A neglected disease with a nearly forgotten name is making a comeback following a global control programme that almost eradicated it more than forty years ago. Yaws, a disease which eats away at the skin, cartilage and bones of its victims (mostly children), is re-emerging in poor, rural and marginalized populations of Africa, Asia and South America.
According to the World Health Organization (WHO), more than 500 000 are afflicted by yaws, which is caused by a spiral bacteria that penetrates through a cut in the victim’s skin resulting in bumps that burst, ulcerate and spread over the victim’s body.

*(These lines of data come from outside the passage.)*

//! # Horizon Game Server - Main Entry Point
//!
//! High-performance game server with modern plugin architecture, type-safe events,
//! and clean separation of concerns. This entry point handles CLI parsing,
//! configuration loading, and application lifecycle management.
//!
//! ## Quick Start
//!
//! ```bash
//! # Run with default configuration
//! horizon
//!
//! # Specify custom configuration
//! horizon --config production.toml
//!
//! # Override specific settings
//! horizon --bind 0.0.0.0:8080 --plugins /opt/horizon/plugins --log-level debug
//!
//! # JSON logging for production
//! horizon --json-logs
//! ```
//!
//! ## Configuration
//!
//! The server loads configuration from a TOML file (default: `config.toml`).
//! If the file doesn't exist, a default configuration will be created.
//!
//! ## Signal Handling
//!
//! The server handles graceful shutdown on:
//! - SIGINT (Ctrl+C)
//! - SIGTERM (Unix systems)
//!
//! ## Architecture
//!
//! * **Modular Design**: Separated concerns across focused modules
//! * **Event-Driven**: Plugin communication through type-safe events
//! * **Memory Safe**: Zero unsafe code in core infrastructure
//! * **High Performance**: Multi-threaded networking with efficient routing

use tracing::error;

mod app;
mod cli;
mod config;
mod logging;
mod signals;

use app::Application;
use cli::CliArgs;
use config::AppConfig;
use horizon_event_system::async_logging;

/// Main entry point for the Horizon Game Server.
/// 
/// Handles the complete application lifecycle including:
/// 1. Command-line argument parsing
/// 2. Configuration loading and validation
/// 3. Logging system initialization
/// 4. Application creation and execution
/// 5. Error handling and cleanup
/// 
/// # Exit Codes
/// 
/// * **0**: Successful execution and shutdown
/// * **1**: Error during startup, configuration, or runtime
/// 
/// Note: This function is called from an async context (main with #[tokio::main]),
/// so it should NOT have #[tokio::main] itself.
pub async fn init() -> Result<(), Box<dyn std::error::Error>> {

    // Parse CLI arguments first
    let args = CliArgs::parse();

    // Load configuration to get logging settings
    let config = AppConfig::load_from_file(&args.config_path)
        .await
        .unwrap_or_default();

    // Setup logging before anything else
    if let Err(e) = logging::setup_logging(&config.logging, args.json_logs) {
        eprintln!("❌ Failed to setup logging: {e}");
        std::process::exit(1);
    }
    
    // Initialize async logging system
    async_logging::init_global_async_logger();

    // Create and run application
    match Application::new(args).await {
        Ok(app) => {
            if let Err(e) = app.run().await {
                error!("❌ Application error: {:?}", e);
                std::process::exit(1);
            }
        }
        Err(e) => {
            error!("❌ Failed to start application: {e:?}");
            std::process::exit(1);
        }
    }

    Ok(())
}

// Re-export main types for potential library usage
pub use config::{LoggingSettings, PluginSettings, RegionSettings, ServerSettings};

#[cfg(test)]
mod tests {
    use super::*;
    use std::path::PathBuf;

    #[tokio::test]
    async fn test_default_config() {
        let config = AppConfig::default();
        assert!(config.validate().is_ok());

        // Test conversion to ServerConfig
        let plugin_safety_config = plugin_system::PluginSafetyConfig::default();
        let server_config = config.to_server_config(plugin_safety_config)
            .expect("Default config should convert to ServerConfig");
        assert_eq!(server_config.max_connections, 1000);
        assert_eq!(server_config.connection_timeout, 60);
    }

    #[tokio::test]
    async fn test_config_validation() {
        let mut config = AppConfig::default();

        // Test invalid bind address
        config.server.bind_address = "invalid".to_string();
        assert!(config.validate().is_err());

        // Test invalid region bounds
        config.server.bind_address = "127.0.0.1:8080".to_string();
        config.server.region.min_x = 100.0;
        config.server.region.max_x = 50.0; // Invalid: min > max
        assert!(config.validate().is_err());

        // Test invalid log level
        config.server.region.max_x = 200.0; // Fix region
        config.logging.level = "invalid".to_string();
        assert!(config.validate().is_err());
    }

    #[test]
    fn test_cli_parsing() {
        // Test CLI argument structure
        let args = CliArgs {
            config_path: PathBuf::from("test.toml"),
            plugin_dir: Some(PathBuf::from("test_plugins")),
            bind_address: Some("127.0.0.1:9000".to_string()),
            log_level: Some("debug".to_string()),
            json_logs: true,
            danger_allow_unsafe_plugins: false,
            danger_allow_abi_mismatch: false,
            strict_versioning: false,
        };

        assert_eq!(args.config_path, PathBuf::from("test.toml"));
        assert_eq!(args.plugin_dir, Some(PathBuf::from("test_plugins")));
        assert_eq!(args.bind_address, Some("127.0.0.1:9000".to_string()));
        assert_eq!(args.log_level, Some("debug".to_string()));
        assert!(args.json_logs);
    }

    #[tokio::test]
    async fn test_application_creation() {
        let args = CliArgs {
            config_path: PathBuf::from("test_config.toml"),
            plugin_dir: None,
            bind_address: None,
            log_level: Some("debug".to_string()),
            json_logs: false,
            danger_allow_unsafe_plugins: false,
            danger_allow_abi_mismatch: false,
            strict_versioning: false,
        };

        // Create a test config file
        let test_config = AppConfig::default();
        let toml_content = toml::to_string_pretty(&test_config)
            .expect("Failed to serialize default config to TOML");
        tokio::fs::write(&args.config_path, toml_content)
            .await
            .expect("Failed to write test config file");

        // Verify file was created
        assert!(args.config_path.exists());

        // Cleanup
        tokio::fs::remove_file(&args.config_path).await.ok();
    }
}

In the 1950s, more than 50 million people worldwide were afflicted by the disease until the World Health Organization (WHO), in partnership with UNICEF, established a massive global control programme to eliminate it. The Global Yaws Control Programme, fully operational between 1952-1964, succeeded in treating 300 million people in 50 countries — reducing global levels of the disease by more than 95% and virtually eradicating yaws. However, after the enormous success of the programme, sustained surveillance of yaws diminished, which have now given way to its resurgence in the 21st century.
Yaws is transmitted from person to person via skin contact or through breaks in the skin caused by injuries or bites which allow spiral bacteria to penetrate. It is a debilitating disease whose effects in its young victims (mostly children under 15 years of age) can often cause gross deformation. Lesions develop that eat bone, cartilage, skin and soft tissue, leaving victims with gaping holes where their lips or noses should be.
New cases of yaws appear every year. This week (24-26 January), world experts including officials from the Ministries of Health of selected endemic countries — Indonesia, Ghana and the Republic of Congo – will be holding an informal consultation to develop a new global strategy for combating this disease, the 2nd attempt of its kind.
The consultation’s objectives are three-fold: to detect and treat all yaws cases and their contacts; to interrupt transmission of the disease; and to prevent disability, minimizing suffering and the socio-economic impact the disease has on affected populations. A recent control programme in India provides optimism that elimination can be achieved in other countries with persistent efforts and political commitment. In the south-east Asia region, the aim is to eradicate yaws by 2012.
The consultation this week will examine whether elimination is now possible in other regions of the world, signalling a possible revival of the 1950s global yaws programme as well as the development of a current global strategy to generate much needed support on global, regional and country level to eradicate this disease once and for all.